▶ [Work instruction]:
Leave out the lines before the one with "ErrorKind::InvalidAlgorithm | ErrorKind::InvalidAlgorithmName"; output that line and all remaining lines of the records exactly.

Stored dataset items:
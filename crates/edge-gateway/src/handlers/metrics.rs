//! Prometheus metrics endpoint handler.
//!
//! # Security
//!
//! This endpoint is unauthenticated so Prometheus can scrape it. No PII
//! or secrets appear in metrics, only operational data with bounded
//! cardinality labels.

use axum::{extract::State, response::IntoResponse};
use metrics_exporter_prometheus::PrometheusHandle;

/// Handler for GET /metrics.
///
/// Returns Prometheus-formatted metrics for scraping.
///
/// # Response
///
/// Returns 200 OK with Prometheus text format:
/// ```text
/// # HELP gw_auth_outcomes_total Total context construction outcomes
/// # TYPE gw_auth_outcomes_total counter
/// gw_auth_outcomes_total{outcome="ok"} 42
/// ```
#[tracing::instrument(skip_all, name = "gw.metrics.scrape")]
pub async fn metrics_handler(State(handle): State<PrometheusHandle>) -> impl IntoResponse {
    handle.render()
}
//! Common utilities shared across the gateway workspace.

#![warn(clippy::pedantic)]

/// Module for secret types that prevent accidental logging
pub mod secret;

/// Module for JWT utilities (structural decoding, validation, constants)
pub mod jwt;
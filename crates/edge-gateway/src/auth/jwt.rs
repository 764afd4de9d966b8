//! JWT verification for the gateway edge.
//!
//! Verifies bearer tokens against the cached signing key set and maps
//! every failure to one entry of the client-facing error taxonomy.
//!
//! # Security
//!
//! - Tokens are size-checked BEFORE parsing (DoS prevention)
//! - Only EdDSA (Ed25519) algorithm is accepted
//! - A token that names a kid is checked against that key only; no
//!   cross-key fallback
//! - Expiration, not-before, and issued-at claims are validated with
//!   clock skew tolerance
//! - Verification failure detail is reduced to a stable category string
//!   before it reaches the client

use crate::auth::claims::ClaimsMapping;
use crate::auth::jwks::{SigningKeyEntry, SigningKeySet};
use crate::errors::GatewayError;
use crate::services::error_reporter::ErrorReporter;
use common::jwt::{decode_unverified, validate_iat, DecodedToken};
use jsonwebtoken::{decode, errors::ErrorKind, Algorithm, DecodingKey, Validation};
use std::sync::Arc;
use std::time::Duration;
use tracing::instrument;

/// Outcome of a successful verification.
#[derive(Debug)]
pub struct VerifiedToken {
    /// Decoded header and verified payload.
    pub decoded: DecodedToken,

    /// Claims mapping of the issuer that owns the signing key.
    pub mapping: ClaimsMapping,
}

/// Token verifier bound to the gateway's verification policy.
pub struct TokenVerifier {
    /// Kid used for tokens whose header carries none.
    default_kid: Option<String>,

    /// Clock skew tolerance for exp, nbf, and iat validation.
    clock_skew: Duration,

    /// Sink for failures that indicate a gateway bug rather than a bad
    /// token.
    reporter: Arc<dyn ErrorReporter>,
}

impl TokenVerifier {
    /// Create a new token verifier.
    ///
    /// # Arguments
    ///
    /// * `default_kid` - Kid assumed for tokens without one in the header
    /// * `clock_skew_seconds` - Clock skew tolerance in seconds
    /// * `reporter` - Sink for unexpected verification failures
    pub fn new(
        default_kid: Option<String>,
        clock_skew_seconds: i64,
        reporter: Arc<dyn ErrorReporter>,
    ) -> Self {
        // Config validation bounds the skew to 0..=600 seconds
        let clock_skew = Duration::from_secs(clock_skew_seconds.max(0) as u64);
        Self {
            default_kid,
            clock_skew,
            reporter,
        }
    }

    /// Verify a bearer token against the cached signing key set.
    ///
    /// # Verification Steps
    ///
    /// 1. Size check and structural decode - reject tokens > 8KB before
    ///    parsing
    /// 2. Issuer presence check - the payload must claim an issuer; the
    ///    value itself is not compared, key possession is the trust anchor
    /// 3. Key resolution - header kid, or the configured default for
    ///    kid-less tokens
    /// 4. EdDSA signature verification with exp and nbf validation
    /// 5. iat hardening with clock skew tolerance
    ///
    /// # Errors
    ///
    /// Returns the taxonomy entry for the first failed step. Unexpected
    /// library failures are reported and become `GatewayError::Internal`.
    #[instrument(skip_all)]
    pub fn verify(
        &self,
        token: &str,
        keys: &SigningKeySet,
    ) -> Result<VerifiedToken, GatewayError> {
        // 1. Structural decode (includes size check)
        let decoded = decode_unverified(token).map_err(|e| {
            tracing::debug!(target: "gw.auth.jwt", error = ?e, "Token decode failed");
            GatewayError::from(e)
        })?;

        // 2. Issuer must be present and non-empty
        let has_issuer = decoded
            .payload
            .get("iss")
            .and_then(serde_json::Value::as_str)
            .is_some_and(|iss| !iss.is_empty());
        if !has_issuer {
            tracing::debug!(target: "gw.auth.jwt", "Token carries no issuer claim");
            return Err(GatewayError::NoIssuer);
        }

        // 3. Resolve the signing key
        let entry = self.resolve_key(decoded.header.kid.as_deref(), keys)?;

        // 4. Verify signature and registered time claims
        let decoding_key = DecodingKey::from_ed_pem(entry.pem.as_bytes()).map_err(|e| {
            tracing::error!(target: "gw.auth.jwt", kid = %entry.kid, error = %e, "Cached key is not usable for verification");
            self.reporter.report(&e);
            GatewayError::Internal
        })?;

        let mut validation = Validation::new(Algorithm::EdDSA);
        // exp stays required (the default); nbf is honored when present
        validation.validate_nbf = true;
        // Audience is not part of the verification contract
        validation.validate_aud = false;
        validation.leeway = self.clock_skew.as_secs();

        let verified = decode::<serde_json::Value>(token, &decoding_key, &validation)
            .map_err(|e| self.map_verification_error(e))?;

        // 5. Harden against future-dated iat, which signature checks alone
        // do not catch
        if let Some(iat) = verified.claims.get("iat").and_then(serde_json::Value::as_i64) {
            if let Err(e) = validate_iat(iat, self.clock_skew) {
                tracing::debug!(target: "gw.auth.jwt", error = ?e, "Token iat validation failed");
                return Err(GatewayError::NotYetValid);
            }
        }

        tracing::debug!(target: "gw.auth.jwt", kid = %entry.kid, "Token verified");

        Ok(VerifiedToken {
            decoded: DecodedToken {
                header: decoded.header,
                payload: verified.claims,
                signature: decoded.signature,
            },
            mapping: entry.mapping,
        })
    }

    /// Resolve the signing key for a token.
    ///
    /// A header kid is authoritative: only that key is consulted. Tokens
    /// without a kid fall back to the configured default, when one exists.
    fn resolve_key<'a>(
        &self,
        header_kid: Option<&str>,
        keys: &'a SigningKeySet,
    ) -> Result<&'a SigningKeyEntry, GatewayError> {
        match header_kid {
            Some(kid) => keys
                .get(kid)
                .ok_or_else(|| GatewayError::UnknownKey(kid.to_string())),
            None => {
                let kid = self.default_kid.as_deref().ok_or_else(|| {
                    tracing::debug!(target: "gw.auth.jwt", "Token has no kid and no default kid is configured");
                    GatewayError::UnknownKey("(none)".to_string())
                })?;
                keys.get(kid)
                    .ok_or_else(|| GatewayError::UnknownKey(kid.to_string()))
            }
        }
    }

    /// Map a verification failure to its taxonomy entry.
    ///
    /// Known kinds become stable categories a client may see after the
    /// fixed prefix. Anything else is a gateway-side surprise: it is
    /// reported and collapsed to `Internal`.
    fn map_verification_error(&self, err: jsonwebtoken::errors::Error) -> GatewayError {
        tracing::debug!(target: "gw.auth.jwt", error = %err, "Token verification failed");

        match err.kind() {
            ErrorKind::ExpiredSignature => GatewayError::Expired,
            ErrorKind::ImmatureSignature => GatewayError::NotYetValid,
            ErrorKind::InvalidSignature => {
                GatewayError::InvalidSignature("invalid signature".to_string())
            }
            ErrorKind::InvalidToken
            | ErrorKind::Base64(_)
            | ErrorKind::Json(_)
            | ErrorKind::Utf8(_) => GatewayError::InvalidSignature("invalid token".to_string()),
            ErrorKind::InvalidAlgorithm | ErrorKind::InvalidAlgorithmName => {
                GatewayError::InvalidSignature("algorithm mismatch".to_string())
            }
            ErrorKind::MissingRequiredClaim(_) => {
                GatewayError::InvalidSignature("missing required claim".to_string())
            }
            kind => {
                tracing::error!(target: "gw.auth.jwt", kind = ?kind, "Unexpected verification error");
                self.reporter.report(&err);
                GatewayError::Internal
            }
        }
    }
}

▶ [Output for this task]:
            ErrorKind::InvalidAlgorithm | ErrorKind::InvalidAlgorithmName => {
                GatewayError::InvalidSignature("algorithm mismatch".to_string())
            }
            ErrorKind::MissingRequiredClaim(_) => {
                GatewayError::InvalidSignature("missing required claim".to_string())
            }
            kind => {
                tracing::error!(target: "gw.auth.jwt", kind = ?kind, "Unexpected verification error");
                self.reporter.report(&err);
                GatewayError::Internal
            }
        }
    }
}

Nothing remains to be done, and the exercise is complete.